情報とメディアの倫理

情報媒体やメディアというのは絶えず進化している。しかしその中には倫理という大きなジレンマも存在するというのは周知の通りだが、そのメディアや情報における「倫理」というのは一体何なのか。それを本書が考察してくれている。

まず序章ではこの倫理の射程について書かれているが、まずここで整理したいのが「情報」「メディア」の定義についてである。

普段ニュースや読書などで取り入れるものは「情報」であるが、その情報の範囲も極めてあいまいである。その情報でも何を得たのかという量的な概念から成り立つこともあれば詳しい情報が手に入ったという質的な概念があるが、形式的には量的なところを情報であるととらえている。ただ情報の本当の概念はまだまだ混迷にあるため形式的なものにとどめておく(ちなみに本書でもここでとどめている)。

次に「メディア」である。メディアというと「新聞」「テレビ」「インターネット」が真っ先に思い浮かぶ(もっと言うと「雑誌」もそうだろう)。しかしこのメディアというのは情報伝達を行うためのあいたいとはっきり言うがそれをどのようにして伝えるのかはそれぞれ違う。最近出たメディアの「インターネット」は、新聞やテレビなどと違い双方向型である。そのためピンキリはあるもののお互いに議論をしつつ情報を得ることができる。

しかしこの「メディア」という語源を考えてみるとラテン語で「中間の(medium)」という言葉から派生語である(pp.8〜9より)。情報に差が来ないように万遍なく媒介するのがメディアである。

漠然としたものであるが、実際にこの2つのことを的を絞って話す(書く)ということは非常に難しく、時代とともに意味合いが変わっていくだけに根本的な意味をなさないのではないかと私は思う。

さて第1部は「知識と倫理」である。まず1章は「知識の必要性」から始まり2章では「その知識に対する倫理の必要性」について考察している。

第2部は「データの倫理」であり、3章では「電子化社会とその原則」、4章では「電子化された社会と法制度」である。ここでは結構タイムリーなところもあるため重点的にみていく。前述のとおりインターネットの普及によってメディアは大きく変わっていった。

新聞やテレビなどのメディアはほとんど単一方向(はがきによる投稿でようやく双方向になるが)であるが、インターネットは双方向の妨害になる条件がそろっておらずむしろ自分の得た情報を公開し、その中で討論することも可能になった。その意味では創作者や受容者という概念が失われたという悪い意味としてとらえられることもできる。

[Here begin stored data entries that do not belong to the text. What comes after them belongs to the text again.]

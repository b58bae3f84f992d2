//! Process configuration, read once at start-up.
//!
//! Built-in defaults are layered under environment variables with `figment`.
//! The binary loads a `.env` file (if any) into the environment first.
//!
//! | variable                        | default       |
//! |---------------------------------|---------------|
//! | `DATABASE_URL`                  | `taskline.db` |
//! | `ENVIRONMENT`                   | `development` |
//! | `HOST`                          | `0.0.0.0`     |
//! | `PORT`                          | `8000`        |
//! | `QUEUE_BACKEND`                 | `sqlite`      |
//! | `QUEUE_VISIBILITY_TIMEOUT_SECS` | `30`          |
//! | `QUEUE_WAIT_SECONDS`            | `10` (≤ 20)   |
//! | `QUEUE_MAX_MESSAGES`            | `1` (1..=10)  |
//! | `WORKER_PROCESS_TIMEOUT_SECS`   | unset         |

use std::fmt;
use std::path::PathBuf;
use std::time::Duration;

use figment::Figment;
use figment::providers::{Env, Serialized};
use serde::{Deserialize, Serialize};
use thiserror::Error;

use crate::app::PollSettings;

pub const MAX_WAIT_SECONDS: u64 = 20;
pub const MAX_MESSAGES: usize = 10;

/// Variables read from the environment (matched case-insensitively).
const ENV_KEYS: [&str; 9] = [
    "database_url",
    "environment",
    "host",
    "port",
    "queue_backend",
    "queue_visibility_timeout_secs",
    "queue_wait_seconds",
    "queue_max_messages",
    "worker_process_timeout_secs",
];

#[derive(Debug, Error)]
pub enum ConfigError {
    #[error("configuration error: {0}")]
    Figment(#[from] figment::Error),

    #[error("{var} has an invalid value {value:?}: {reason}")]
    Invalid {
        var: &'static str,
        value: String,
        reason: String,
    },
}

impl ConfigError {
    fn invalid(var: &'static str, value: impl fmt::Display, reason: impl fmt::Display) -> Self {
        ConfigError::Invalid {
            var,
            value: value.to_string(),
            reason: reason.to_string(),
        }
    }
}

#[derive(Debug, Clone, Copy, PartialEq, Eq, Serialize, Deserialize)]
#[serde(rename_all = "lowercase")]
pub enum QueueBackend {
    Sqlite,
    Memory,
}

impl QueueBackend {
    pub fn as_str(self) -> &'static str {
        match self {
            QueueBackend::Sqlite => "sqlite",
            QueueBackend::Memory => "memory",
        }
    }
}

impl fmt::Display for QueueBackend {
    fn fmt(&self, f: &mut fmt::Formatter<'_>) -> fmt::Result {
        f.write_str(self.as_str())
    }
}

/// Raw shape of the environment, one field per variable.
#[derive(Debug, Clone, Serialize, Deserialize)]
struct EnvSettings {
    database_url: String,
    environment: String,
    host: String,
    port: u16,
    queue_backend: QueueBackend,
    queue_visibility_timeout_secs: u64,
    queue_wait_seconds: u64,
    queue_max_messages: usize,
    #[serde(default, skip_serializing_if = "Option::is_none")]
    worker_process_timeout_secs: Option<u64>,
}

impl Default for EnvSettings {
    fn default() -> Self {
        Self {
            database_url: "taskline.db".to_string(),
            environment: "development".to_string(),
            host: "0.0.0.0".to_string(),
            port: 8000,
            queue_backend: QueueBackend::Sqlite,
            queue_visibility_timeout_secs: 30,
            queue_wait_seconds: 10,
            queue_max_messages: 1,
            worker_process_timeout_secs: None,
        }
    }
}

impl EnvSettings {
    fn validate(self) -> Result<Config, ConfigError> {
        if self.database_url.trim().is_empty() {
            return Err(ConfigError::invalid("DATABASE_URL", "", "must not be empty"));
        }
        if self.queue_wait_seconds > MAX_WAIT_SECONDS {
            return Err(ConfigError::invalid(
                "QUEUE_WAIT_SECONDS",
                self.queue_wait_seconds,
                format!("must be at most {MAX_WAIT_SECONDS}"),
            ));
        }
        if !(1..=MAX_MESSAGES).contains(&self.queue_max_messages) {
            return Err(ConfigError::invalid(
                "QUEUE_MAX_MESSAGES",
                self.queue_max_messages,
                format!("must be between 1 and {MAX_MESSAGES}"),
            ));
        }
        if self.queue_visibility_timeout_secs == 0 {
            return Err(ConfigError::invalid(
                "QUEUE_VISIBILITY_TIMEOUT_SECS",
                0,
                "must be positive",
            ));
        }

        Ok(Config {
            database_path: database_path(&self.database_url),
            environment: self.environment,
            host: self.host,
            port: self.port,
            queue_backend: self.queue_backend,
            visibility_timeout: Duration::from_secs(self.queue_visibility_timeout_secs),
            queue_wait: Duration::from_secs(self.queue_wait_seconds),
            queue_max_messages: self.queue_max_messages,
            process_timeout: self.worker_process_timeout_secs.map(Duration::from_secs),
        })
    }
}

#[derive(Debug, Clone, PartialEq, Eq)]
pub struct Config {
    pub database_path: PathBuf,
    pub environment: String,
    pub host: String,
    pub port: u16,
    pub queue_backend: QueueBackend,
    pub visibility_timeout: Duration,
    pub queue_wait: Duration,
    pub queue_max_messages: usize,
    pub process_timeout: Option<Duration>,
}

impl Default for Config {
    fn default() -> Self {
        Self {
            database_path: PathBuf::from("taskline.db"),
            environment: "development".to_string(),
            host: "0.0.0.0".to_string(),
            port: 8000,
            queue_backend: QueueBackend::Sqlite,
            visibility_timeout: Duration::from_secs(30),
            queue_wait: Duration::from_secs(10),
            queue_max_messages: 1,
            process_timeout: None,
        }
    }
}

impl Config {
    /// Defaults, then the environment (highest priority).
    pub fn figment() -> Figment {
        Figment::from(Serialized::defaults(EnvSettings::default()))
            .merge(Env::raw().only(&ENV_KEYS))
    }

    pub fn from_env() -> Result<Self, ConfigError> {
        Self::from_figment(&Self::figment())
    }

    pub fn from_figment(figment: &Figment) -> Result<Self, ConfigError> {
        figment.extract::<EnvSettings>()?.validate()
    }

    pub fn bind_addr(&self) -> String {
        format!("{}:{}", self.host, self.port)
    }

    pub fn poll_settings(&self) -> PollSettings {
        PollSettings {
            max_messages: self.queue_max_messages,
            wait: self.queue_wait,
            ..PollSettings::default()
        }
    }
}

/// Accepts a bare path or a `sqlite://` / `sqlite:` URL.
fn database_path(url: &str) -> PathBuf {
    let path = url
        .strip_prefix("sqlite://")
        .or_else(|| url.strip_prefix("sqlite:"))
        .unwrap_or(url);
    PathBuf::from(path)
}
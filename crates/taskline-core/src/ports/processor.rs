//! TaskProcessor port - タスクの処理本体（差し替え可能な拡張点）
//!
//! Worker は「状態を PROCESSING にする → 処理する → COMPLETED / FAILED にする」
//! という枠だけを持ち、処理の中身はこの trait の実装に委譲します。

use async_trait::async_trait;
use thiserror::Error;

use crate::domain::TaskMessage;

#[derive(Debug, Clone, PartialEq, Eq, Error)]
#[error("{0}")]
pub struct ProcessError(pub String);

impl ProcessError {
    pub fn new(message: impl Into<String>) -> Self {
        Self(message.into())
    }
}

/// Processor は TaskMessage を受け取り、結果文字列を返す
///
/// # 使用例
/// ```ignore
/// struct Shout;
///
/// #[async_trait]
/// impl TaskProcessor for Shout {
///     async fn process(&self, message: &TaskMessage) -> Result<String, ProcessError> {
///         Ok(message.title.to_uppercase())
///     }
/// }
/// ```
#[async_trait]
pub trait TaskProcessor: Send + Sync {
    async fn process(&self, message: &TaskMessage) -> Result<String, ProcessError>;
}
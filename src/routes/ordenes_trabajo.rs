use axum::{
    routing::{get, post, put},
    Router, middleware,
};
use crate::state::AppState;
use crate::handlers::orden_trabajo::{
    aprobar_orden_trabajo, finalizar_orden_trabajo, get_orden_by_id, get_ordenes_by_estado,
    get_ordenes_by_vehiculo, new_orden_trabajo,
};
use crate::middleware::auth::require_auth;

/// Work-order routes, mounted under `/api/ordenesTrabajo`. Every route
/// requires a bearer token.
pub fn routes(state: &AppState) -> Router<AppState> {
    Router::new()
        .route("/newOrden", post(new_orden_trabajo))
        .route("/finalizarOrden/{id_orden_trabajo}", put(finalizar_orden_trabajo))
        .route("/aprobarOrden/{id_orden_trabajo}", put(aprobar_orden_trabajo))
        .route("/getAll/{estado}", get(get_ordenes_by_estado))
        .route("/orden/{id_orden_trabajo}", get(get_orden_by_id))
        .route("/orden/vehiculo/{id_vehiculo}", get(get_ordenes_by_vehiculo))
        .route_layer(middleware::from_fn_with_state(state.clone(), require_auth))
}
// src/database.rs
use std::time::Duration;
use sqlx::postgres::{PgPool, PgPoolOptions};

pub async fn create_pool(database_url: &str, max_connections: u32) -> Result<PgPool, sqlx::Error> {
    PgPoolOptions::new()
        .max_connections(max_connections)
        .acquire_timeout(Duration::from_secs(5))
        .connect(database_url)
        .await
}

pub async fn run_migrations(pool: &PgPool) -> Result<(), sqlx::migrate::MigrateError> {
    sqlx::migrate!("./migrations").run(pool).await
}
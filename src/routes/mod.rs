pub mod ordenes_trabajo;
pub mod usuarios;

use axum::{routing::get, Router};
use tower_http::cors::CorsLayer;
use tower_http::trace::TraceLayer;
use crate::openapi::openapi_json;
use crate::state::AppState;

pub fn create_router(state: &AppState) -> Router<AppState> {
    Router::new()
        .nest("/ordenesTrabajo", ordenes_trabajo::routes(state))
        .nest("/usuarios", usuarios::routes())
}

/// Full application under the `/api` base path, ready to serve.
pub fn create_app(state: AppState) -> Router {
    let api = create_router(&state)
        .route("/", get(|| async { "Órdenes de Trabajo API" }))
        .route("/health", get(health_check))
        .route("/docs/openapi.json", get(openapi_json));

    Router::new()
        .nest("/api", api)
        .layer(TraceLayer::new_for_http())
        .layer(CorsLayer::permissive())
        .with_state(state)
}

async fn health_check() -> &'static str {
    "OK"
}
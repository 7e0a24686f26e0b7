use async_trait::async_trait;
use chrono::{DateTime, Utc};
use sqlx::PgPool;
use crate::error::AppError;
use crate::models::orden_trabajo::{EstadoOrden, Finalizacion, NuevaOrden, OrdenTrabajo};
use crate::models::usuario::Usuario;
use super::OrdenTrabajoStore;

const ORDEN_COLUMNS: &str = r#"id_orden_trabajo, descripcion, tiempo_estimado, tipo_mantenimiento,
    estado, observaciones, tiempo_ejecucion, fk_id_usuario_correo, fk_id_vehiculo,
    fk_id_categoria, aprobada_por, fecha_creacion, fecha_aprobacion, fecha_finalizacion"#;

#[derive(sqlx::FromRow)]
struct OrdenTrabajoRow {
    id_orden_trabajo: i64,
    descripcion: String,
    tiempo_estimado: i32,
    tipo_mantenimiento: String,
    estado: String,
    observaciones: Option<String>,
    tiempo_ejecucion: Option<i32>,
    fk_id_usuario_correo: String,
    fk_id_vehiculo: String,
    fk_id_categoria: i64,
    aprobada_por: Option<String>,
    fecha_creacion: DateTime<Utc>,
    fecha_aprobacion: Option<DateTime<Utc>>,
    fecha_finalizacion: Option<DateTime<Utc>>,
}

impl TryFrom<OrdenTrabajoRow> for OrdenTrabajo {
    type Error = AppError;

    fn try_from(row: OrdenTrabajoRow) -> Result<Self, Self::Error> {
        let estado = row.estado.parse::<EstadoOrden>().map_err(|e| {
            AppError::internal(format!("Orden {} con estado corrupto: {e}", row.id_orden_trabajo))
        })?;

        Ok(OrdenTrabajo {
            id_orden_trabajo: row.id_orden_trabajo,
            descripcion: row.descripcion,
            tiempo_estimado: row.tiempo_estimado,
            tipo_mantenimiento: row.tipo_mantenimiento,
            estado,
            observaciones: row.observaciones,
            tiempo_ejecucion: row.tiempo_ejecucion,
            fk_id_usuario_correo: row.fk_id_usuario_correo,
            fk_id_vehiculo: row.fk_id_vehiculo,
            fk_id_categoria: row.fk_id_categoria,
            aprobada_por: row.aprobada_por,
            fecha_creacion: row.fecha_creacion,
            fecha_aprobacion: row.fecha_aprobacion,
            fecha_finalizacion: row.fecha_finalizacion,
        })
    }
}

/// Maps a foreign-key violation (SQLSTATE 23503) on `ordenes_trabajo` to the
/// client error it stands for. Any other code is left to the caller.
fn foreign_key_error(code: Option<&str>, constraint: Option<&str>) -> Option<AppError> {
    if code != Some("23503") {
        return None;
    }
    Some(match constraint {
        Some("ordenes_trabajo_fk_id_categoria_fkey") => {
            AppError::validation("La categoría indicada no existe")
        }
        Some("ordenes_trabajo_aprobada_por_fkey") => {
            AppError::unauthorized("El usuario del token ya no existe")
        }
        _ => AppError::not_found("No se encontró el usuario o vehículo asociado"),
    })
}

fn map_write_error(e: sqlx::Error) -> AppError {
    if let Some(db) = e.as_database_error() {
        if let Some(mapped) = foreign_key_error(db.code().as_deref(), db.constraint()) {
            return mapped;
        }
    }
    AppError::db(e)
}

fn into_ordenes(rows: Vec<OrdenTrabajoRow>) -> Result<Vec<OrdenTrabajo>, AppError> {
    rows.into_iter().map(OrdenTrabajo::try_from).collect()
}

pub struct PgStore {
    pool: PgPool,
}

impl PgStore {
    pub fn new(pool: PgPool) -> Self {
        Self { pool }
    }
}

#[async_trait]
impl OrdenTrabajoStore for PgStore {
    async fn find_usuario(&self, correo: &str) -> Result<Option<Usuario>, AppError> {
        let usuario = sqlx::query_as::<_, Usuario>(
            r#"SELECT correo, nombre, password_hash, rol, activo FROM usuarios WHERE correo = $1"#,
        )
        .bind(correo)
        .fetch_optional(&self.pool)
        .await?;

        Ok(usuario)
    }

    async fn vehiculo_exists(&self, placa: &str) -> Result<bool, AppError> {
        let exists = sqlx::query_scalar::<_, bool>(
            r#"SELECT EXISTS(SELECT 1 FROM vehiculos WHERE placa = $1)"#,
        )
        .bind(placa)
        .fetch_one(&self.pool)
        .await?;

        Ok(exists)
    }

    async fn create(&self, nueva: NuevaOrden) -> Result<OrdenTrabajo, AppError> {
        let sql = format!(
            r#"INSERT INTO ordenes_trabajo
                (descripcion, tiempo_estimado, tipo_mantenimiento, estado,
                 fk_id_usuario_correo, fk_id_vehiculo, fk_id_categoria)
            VALUES ($1, $2, $3, $4, $5, $6, $7)
            RETURNING {ORDEN_COLUMNS}"#
        );

        let row = sqlx::query_as::<_, OrdenTrabajoRow>(&sql)
            .bind(&nueva.descripcion)
            .bind(nueva.tiempo_estimado)
            .bind(&nueva.tipo_mantenimiento)
            .bind(EstadoOrden::Pendiente.as_str())
            .bind(&nueva.fk_id_usuario_correo)
            .bind(&nueva.fk_id_vehiculo)
            .bind(nueva.fk_id_categoria)
            .fetch_one(&self.pool)
            .await
            .map_err(map_write_error)?;

        row.try_into()
    }

    async fn find_by_id(&self, id: i64) -> Result<Option<OrdenTrabajo>, AppError> {
        let sql = format!("SELECT {ORDEN_COLUMNS} FROM ordenes_trabajo WHERE id_orden_trabajo = $1");

        sqlx::query_as::<_, OrdenTrabajoRow>(&sql)
            .bind(id)
            .fetch_optional(&self.pool)
            .await?
            .map(OrdenTrabajo::try_from)
            .transpose()
    }

    async fn list_by_estado(&self, estado: EstadoOrden) -> Result<Vec<OrdenTrabajo>, AppError> {
        let sql = format!(
            "SELECT {ORDEN_COLUMNS} FROM ordenes_trabajo WHERE estado = $1 ORDER BY fecha_creacion ASC, id_orden_trabajo ASC"
        );

        let rows = sqlx::query_as::<_, OrdenTrabajoRow>(&sql)
            .bind(estado.as_str())
            .fetch_all(&self.pool)
            .await?;

        into_ordenes(rows)
    }

    async fn list_by_vehiculo(&self, placa: &str) -> Result<Vec<OrdenTrabajo>, AppError> {
        let sql = format!(
            "SELECT {ORDEN_COLUMNS} FROM ordenes_trabajo WHERE fk_id_vehiculo = $1 ORDER BY fecha_creacion DESC, id_orden_trabajo DESC"
        );

        let rows = sqlx::query_as::<_, OrdenTrabajoRow>(&sql)
            .bind(placa)
            .fetch_all(&self.pool)
            .await?;

        into_ordenes(rows)
    }

    async fn aprobar(
        &self,
        id: i64,
        aprobada_por: &str,
        fecha: DateTime<Utc>,
    ) -> Result<Option<OrdenTrabajo>, AppError> {
        let sql = format!(
            r#"UPDATE ordenes_trabajo SET
                estado = $2,
                aprobada_por = $3,
                fecha_aprobacion = $4
            WHERE id_orden_trabajo = $1 AND estado = $5
            RETURNING {ORDEN_COLUMNS}"#
        );

        sqlx::query_as::<_, OrdenTrabajoRow>(&sql)
            .bind(id)
            .bind(EstadoOrden::Aprobada.as_str())
            .bind(aprobada_por)
            .bind(fecha)
            .bind(EstadoOrden::Pendiente.as_str())
            .fetch_optional(&self.pool)
            .await
            .map_err(map_write_error)?
            .map(OrdenTrabajo::try_from)
            .transpose()
    }

    async fn finalizar(
        &self,
        id: i64,
        datos: Finalizacion,
        fecha: DateTime<Utc>,
    ) -> Result<Option<OrdenTrabajo>, AppError> {
        let sql = format!(
            r#"UPDATE ordenes_trabajo SET
                estado = $2,
                observaciones = $3,
                tiempo_ejecucion = $4,
                fecha_finalizacion = $5
            WHERE id_orden_trabajo = $1 AND estado = $6
            RETURNING {ORDEN_COLUMNS}"#
        );

        sqlx::query_as::<_, OrdenTrabajoRow>(&sql)
            .bind(id)
            .bind(EstadoOrden::Finalizada.as_str())
            .bind(&datos.observaciones)
            .bind(datos.tiempo_ejecucion)
            .bind(fecha)
            .bind(EstadoOrden::Aprobada.as_str())
            .fetch_optional(&self.pool)
            .await?
            .map(OrdenTrabajo::try_from)
            .transpose()
    }
}
pub mod jwt;
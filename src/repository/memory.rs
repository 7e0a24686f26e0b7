use std::collections::{HashMap, HashSet};
use std::sync::Mutex;
use async_trait::async_trait;
use chrono::{DateTime, Utc};
use crate::error::AppError;
use crate::models::orden_trabajo::{EstadoOrden, Finalizacion, NuevaOrden, OrdenTrabajo};
use crate::models::usuario::Usuario;
use super::OrdenTrabajoStore;

/// In-process store used by the router tests.
#[derive(Default)]
pub struct MemoryStore {
    inner: Mutex<Inner>,
}

#[derive(Default)]
struct Inner {
    usuarios: HashMap<String, Usuario>,
    vehiculos: HashSet<String>,
    categorias: HashSet<i64>,
    ordenes: Vec<OrdenTrabajo>,
    next_id: i64,
}

impl MemoryStore {
    pub fn new() -> Self {
        Self::default()
    }

    pub fn with_usuario(self, usuario: Usuario) -> Self {
        self.lock().usuarios.insert(usuario.correo.clone(), usuario);
        self
    }

    pub fn with_vehiculo(self, placa: &str) -> Self {
        self.lock().vehiculos.insert(placa.to_string());
        self
    }

    pub fn with_categoria(self, id: i64) -> Self {
        self.lock().categorias.insert(id);
        self
    }

    fn lock(&self) -> std::sync::MutexGuard<'_, Inner> {
        self.inner.lock().unwrap_or_else(|poisoned| poisoned.into_inner())
    }
}

#[async_trait]
impl OrdenTrabajoStore for MemoryStore {
    async fn find_usuario(&self, correo: &str) -> Result<Option<Usuario>, AppError> {
        Ok(self.lock().usuarios.get(correo).cloned())
    }

    async fn vehiculo_exists(&self, placa: &str) -> Result<bool, AppError> {
        Ok(self.lock().vehiculos.contains(placa))
    }

    async fn create(&self, nueva: NuevaOrden) -> Result<OrdenTrabajo, AppError> {
        let mut inner = self.lock();
        if !inner.categorias.contains(&nueva.fk_id_categoria) {
            return Err(AppError::validation("La categoría indicada no existe"));
        }

        inner.next_id += 1;
        let orden = OrdenTrabajo {
            id_orden_trabajo: inner.next_id,
            descripcion: nueva.descripcion,
            tiempo_estimado: nueva.tiempo_estimado,
            tipo_mantenimiento: nueva.tipo_mantenimiento,
            estado: EstadoOrden::Pendiente,
            observaciones: None,
            tiempo_ejecucion: None,
            fk_id_usuario_correo: nueva.fk_id_usuario_correo,
            fk_id_vehiculo: nueva.fk_id_vehiculo,
            fk_id_categoria: nueva.fk_id_categoria,
            aprobada_por: None,
            fecha_creacion: Utc::now(),
            fecha_aprobacion: None,
            fecha_finalizacion: None,
        };
        inner.ordenes.push(orden.clone());
        Ok(orden)
    }

    async fn find_by_id(&self, id: i64) -> Result<Option<OrdenTrabajo>, AppError> {
        Ok(self.lock().ordenes.iter().find(|o| o.id_orden_trabajo == id).cloned())
    }

    async fn list_by_estado(&self, estado: EstadoOrden) -> Result<Vec<OrdenTrabajo>, AppError> {
        Ok(self.lock().ordenes.iter().filter(|o| o.estado == estado).cloned().collect())
    }

    async fn list_by_vehiculo(&self, placa: &str) -> Result<Vec<OrdenTrabajo>, AppError> {
        let mut ordenes: Vec<OrdenTrabajo> = self
            .lock()
            .ordenes
            .iter()
            .filter(|o| o.fk_id_vehiculo == placa)
            .cloned()
            .collect();
        ordenes.reverse();
        Ok(ordenes)
    }

    async fn aprobar(
        &self,
        id: i64,
        aprobada_por: &str,
        fecha: DateTime<Utc>,
    ) -> Result<Option<OrdenTrabajo>, AppError> {
        let mut inner = self.lock();
        let Some(orden) = inner
            .ordenes
            .iter_mut()
            .find(|o| o.id_orden_trabajo == id && o.estado == EstadoOrden::Pendiente)
        else {
            return Ok(None);
        };

        orden.estado = EstadoOrden::Aprobada;
        orden.aprobada_por = Some(aprobada_por.to_string());
        orden.fecha_aprobacion = Some(fecha);
        Ok(Some(orden.clone()))
    }

    async fn finalizar(
        &self,
        id: i64,
        datos: Finalizacion,
        fecha: DateTime<Utc>,
    ) -> Result<Option<OrdenTrabajo>, AppError> {
        let mut inner = self.lock();
        let Some(orden) = inner
            .ordenes
            .iter_mut()
            .find(|o| o.id_orden_trabajo == id && o.estado == EstadoOrden::Aprobada)
        else {
            return Ok(None);
        };

        orden.estado = EstadoOrden::Finalizada;
        orden.observaciones = Some(datos.observaciones);
        orden.tiempo_ejecucion = Some(datos.tiempo_ejecucion);
        orden.fecha_finalizacion = Some(fecha);
        Ok(Some(orden.clone()))
    }
}

#[cfg(test)]
mod tests {
    use super::*;

    fn nueva() -> NuevaOrden {
        NuevaOrden {
            descripcion: "Alineación y balanceo".into(),
            tiempo_estimado: 60,
            tipo_mantenimiento: "preventivo".into(),
            fk_id_usuario_correo: "mecanico@taller.co".into(),
            fk_id_vehiculo: "ABC123".into(),
            fk_id_categoria: 1,
        }
    }

    #[tokio::test]
    async fn second_approval_matches_no_row() {
        let store = MemoryStore::new().with_categoria(1);
        let orden = store.create(nueva()).await.unwrap();

        let primera = store.aprobar(orden.id_orden_trabajo, "jefe@taller.co", Utc::now()).await.unwrap();
        assert_eq!(primera.map(|o| o.estado), Some(EstadoOrden::Aprobada));

        let segunda = store.aprobar(orden.id_orden_trabajo, "otro@taller.co", Utc::now()).await.unwrap();
        assert!(segunda.is_none());

        let actual = store.find_by_id(orden.id_orden_trabajo).await.unwrap().unwrap();
        assert_eq!(actual.aprobada_por.as_deref(), Some("jefe@taller.co"));
    }

    #[tokio::test]
    async fn finalizar_requires_approved_order() {
        let store = MemoryStore::new().with_categoria(1);
        let orden = store.create(nueva()).await.unwrap();
        let datos = Finalizacion { observaciones: "ok".into(), tiempo_ejecucion: 50 };

        assert!(store.finalizar(orden.id_orden_trabajo, datos.clone(), Utc::now()).await.unwrap().is_none());

        store.aprobar(orden.id_orden_trabajo, "jefe@taller.co", Utc::now()).await.unwrap();
        let fin = store.finalizar(orden.id_orden_trabajo, datos, Utc::now()).await.unwrap().unwrap();
        assert_eq!(fin.estado, EstadoOrden::Finalizada);
    }
}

さらにインターネット社会になるにつれて法の整備も急ピッチで進められており、法規制の強化は今も叫ばれている。当然ネットでも倫理というのは例外なく扱われるが、そもそも法規制によってよくなったのだろうか、倫理やリテラシーをどのようにして身につけさせたらいいのかという課題は山積している。

第3部は「メディアの倫理」であり、6章は「メディアと性」がある。

第4部は「ジャーナリズムと倫理」であり、7章は「ユビキタス社会と個人情報保護法」、8章は「マスコミと職能倫理」である。
今日の報道を見ると日本の新聞やTVのジャーナリズムに疑問を呈することが多い。それに「個人情報保護法」、もしくはその法律の過剰解釈によりジャーナリズムも揺らいでいる。しかしその個人情報保護法とジャーナリズムというのは別個として考えなければならないが、それと混同する人も少なくない。しかし混同してもいいというのであれば今のメディアスクラムや報道による風評被害は何なのかと問うてみたくなる。そこにメディアの倫理は成り立つのだろうか。そこに平等はあるのだろうか。

第5部は「情報通信革命と倫理」であり、9章は「情報通信革命と社会」、10章は「ネットワークセキュリティーと社会」である。
情報の発達とともに倫理というのは変わっていくのかもしれない。しかしその「倫理」の根幹は不変なものでありそれに変わっていくのはミクロの部分である。セキュリティーやリテラシーが叫ばれているが果たして今の状況で叫んでも効果はあるのだろうか。そして真のセキュリティーとは、リテラシーとはということも考えなくてはいけない。過剰に反応しすぎると進

化は止まり、進化を重視しすぎるとリテラシーは崩壊する。

「倫理と進化」

情報に限らずこれの両立は永遠の課題と言えよう。